Social Media Pages: https://linktr.ee/tbeckwith38
“With my canoe design I envisioned the woman figure to be the spirit of the Riverside neighborhood almost like a Mother Nature type spirit. In her red flowing hair, we see a few leaves to represent Riverside Park. Next, I have a stylized representation of white river represented by the blue like waves. Since I grew up in the Riverside area and frequented Riverside Park and the White River with my family and friends, I included two animals one being the midland painted turtle and the great blue heron both of which I have seen for myself by the river. I also included some fun geometric patterns to bring some vibrancy to the canoe.”
White River State Park
A 90’s baby, Mechi Shakur is an Indianapolis raised and based artist. His influences include Jean-Michel Basquiat, Caravaggio, Bosch and Kehinde Wiley. Painting for five years now and self-taught, Mechi Shakur believes your art is a reflection of you and loves to blur the lines of reality and the imagination through an assortment of color all while diving into social and political issues, touching many subjects all at once.
“A Tale of Two Cities illustrates one town with two different environments. One flourishing with access to a number of advantages and the other ran down and over looked, with little to no access to advantages.”
Samuel Penaloza ”Gemini” was born in Los Angeles, California. He spent most of his childhood in the Nickerson Garden projects. Surrounded by graffiti art, Samuel always had a strong connection to art but did not have anyone or anything to guide him. Samuel’s single mother moved to Indianapolis looking for a better future for herself and her children. His art teacher, Kim Dax, inspired his interest in art. His previous teachers where never invested in him this way. Samuel started to take comfort in art. From the first time he picked up a brush Samuel knew he was destined to paint. He has been featured by BigCar and IndyConvergence.
“The design I have created is a woman facing the prow of the canoe. She is looking towards a hopeful future that in the past may been impossible for the residents of the Near Westside, who would have swum at Belmont Beach during the Era of Segregation. She wears flowers in hair and is surrounded by abstract representations of bubbles, circles, organic shapes that emphasize the life-giving resilience of the people here. The artist has spent the last seven years living on Indianapolis’ Near West and draws heavily on his experiences as a first-generation Mexican-American. The vibrant colors, bold lines, and repeating patterns of Mexican folk art are found in his work.
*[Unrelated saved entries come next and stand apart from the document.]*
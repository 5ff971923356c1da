//! Parse a recorded event stream, then replace through the results.
//!
//! No search binary is needed: the stream below is what `rg --json strange`
//! prints for `text_sub.txt`.

use rg_replace::replace::{apply_replacements, FileCheckpoints};
use rg_replace::search::parse_events;
use rg_replace::{Checkpoint, ReplaceRequest, SearchReplace, WorkspaceGuard};
use std::fs;
use tempfile::TempDir;

const CONTENT: &str = "Unicode strange sub file, very strange\nsecond line\nIs that 位 strange enough?\n";

const STREAM: &str = r#"{"type":"begin","data":{"path":{"text":"text_sub.txt"}}}
{"type":"match","data":{"path":{"text":"text_sub.txt"},"lines":{"text":"Unicode strange sub file, very strange\n"},"line_number":1,"absolute_offset":0,"submatches":[{"match":{"text":"strange"},"start":8,"end":15},{"match":{"text":"strange"},"start":31,"end":38}]}}
{"type":"match","data":{"path":{"text":"text_sub.txt"},"lines":{"text":"Is that 位 strange enough?\n"},"line_number":3,"absolute_offset":51,"submatches":[{"match":{"text":"strange"},"start":12,"end":19}]}}
{"type":"end","data":{"path":{"text":"text_sub.txt"},"binary_offset":null,"stats":{"elapsed":{"secs":0,"nanos":1,"human":"0s"},"searches":1,"searches_with_match":1,"bytes_searched":78,"bytes_printed":512,"matched_lines":2,"matches":3}}}
{"type":"summary","data":{"elapsed_total":{"secs":0,"nanos":1,"human":"0s"},"stats":{"elapsed":{"secs":0,"nanos":1,"human":"0s"},"searches":1,"searches_with_match":1,"bytes_searched":78,"bytes_printed":512,"matched_lines":2,"matches":3}}}
"#;

fn setup_root() -> TempDir {
    let dir = TempDir::new().unwrap();
    fs::write(dir.path().join("text_sub.txt"), CONTENT).unwrap();
    fs::write(dir.path().join("untouched.txt"), "strange\n").unwrap();
    dir
}

#[test]
fn test_parsed_offsets() {
    let files = parse_events(STREAM);
    assert_eq!(files.len(), 1);
    let matches = &files[0].matches;
    assert_eq!(matches.len(), 3);
    assert_eq!((matches[0].start, matches[0].end), (8, 15));
    assert_eq!((matches[1].start, matches[1].end), (31, 38));
    assert_eq!((matches[2].start, matches[2].end), (12, 19));
    assert_eq!((matches[2].start_char, matches[2].end_char), (10, 17));
    assert_eq!(matches[2].absolute_offset, 51);
}

#[test]
fn test_replace_first_line_only() {
    let dir = setup_root();
    let guard = WorkspaceGuard::new(dir.path()).unwrap();

    let mut files = parse_events(STREAM);
    for m in files[0].matches.iter_mut().filter(|m| m.line_number == 1) {
        m.replacement = Some("hello".to_string());
    }

    let results = apply_replacements(&files, "", &guard, None);
    assert!(results.iter().all(|(_, r)| r.is_ok()));

    assert_eq!(
        fs::read_to_string(dir.path().join("text_sub.txt")).unwrap(),
        "Unicode hello sub file, very hello\nsecond line\nIs that 位 strange enough?\n"
    );
    assert_eq!(
        fs::read_to_string(dir.path().join("untouched.txt")).unwrap(),
        "strange\n"
    );
}

#[test]
fn test_replace_multibyte_line() {
    let dir = setup_root();
    let guard = WorkspaceGuard::new(dir.path()).unwrap();

    let mut files = parse_events(STREAM);
    files[0].replace_all("odd");

    let checkpoints = FileCheckpoints::default();
    let results = apply_replacements(&files, "", &guard, Some(&checkpoints as &dyn Checkpoint));
    assert!(results[0].1.is_ok());

    assert_eq!(
        fs::read_to_string(dir.path().join("text_sub.txt")).unwrap(),
        "Unicode odd sub file, very odd\nsecond line\nIs that 位 odd enough?\n"
    );
    assert_eq!(
        fs::read_to_string(dir.path().join(".checkpoints/text_sub-checkpoint.txt")).unwrap(),
        CONTENT
    );

    checkpoints
        .restore_checkpoint(&dir.path().join("text_sub.txt"))
        .unwrap();
    assert_eq!(
        fs::read_to_string(dir.path().join("text_sub.txt")).unwrap(),
        CONTENT
    );
}

#[test]
fn test_stale_matches_fail_without_writing() {
    let dir = setup_root();
    fs::write(dir.path().join("text_sub.txt"), "short\n").unwrap();
    let guard = WorkspaceGuard::new(dir.path()).unwrap();

    let mut files = parse_events(STREAM);
    files[0].replace_all("hello");

    let results = apply_replacements(&files, "", &guard, None);
    assert!(results[0].1.is_err());
    assert_eq!(
        fs::read_to_string(dir.path().join("text_sub.txt")).unwrap(),
        "short\n"
    );
}

#[tokio::test]
async fn test_service_replace_from_search_json() {
    let dir = setup_root();
    let service = SearchReplace::new(dir.path()).unwrap();

    // The search response body, edited by a client, is a valid request
    let body = serde_json::json!({
        "matches": [{
            "path": "text_sub.txt",
            "matches": [{
                "line": "Unicode strange sub file, very strange\n",
                "match": "strange",
                "start": 31,
                "end": 38,
                "start_utf8": 31,
                "end_utf8": 38,
                "line_number": 1,
                "absolute_offset": 0,
                "replace": "hello"
            }]
        }]
    });
    let request: ReplaceRequest = serde_json::from_value(body).unwrap();
    let report = service.replace(request).await.unwrap();

    assert_eq!(report.replacements(), 1);
    assert_eq!(
        fs::read_to_string(dir.path().join("text_sub.txt")).unwrap(),
        "Unicode strange sub file, very hello\nsecond line\nIs that 位 strange enough?\n"
    );
}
The design will be rendered in weather-resistant exterior paint, covered in several coats of exterior Polyurethane.”
My name is Jamahl Crouch. I am an artist with a focus in 2 dimensional art. My main subjects are comics and cartoons currently, I have both a self taught and academic background. I enjoy telling stories through my work. I try to challenge myself when it comes to detail and composition. My future goals are to fill my resume with as many different challenges as possible. In the end I want to learn and grow on my craft indefinitely, eventually I want to complete a series of comics and retire as a well renowned visionary.
“This project was a pictorial summary of the war of 1812 also know as Battle of Tippecanoe. Each side is a brief representation of the different point of views held by the colonists and the Native Americans. My goal was to make some historical satire that would be both educations and entertaining to look at. I hope people see this piece and see the sacrifice that was made to build the country we now know. I want my audience to think of the ways this war and many like it affect our today.”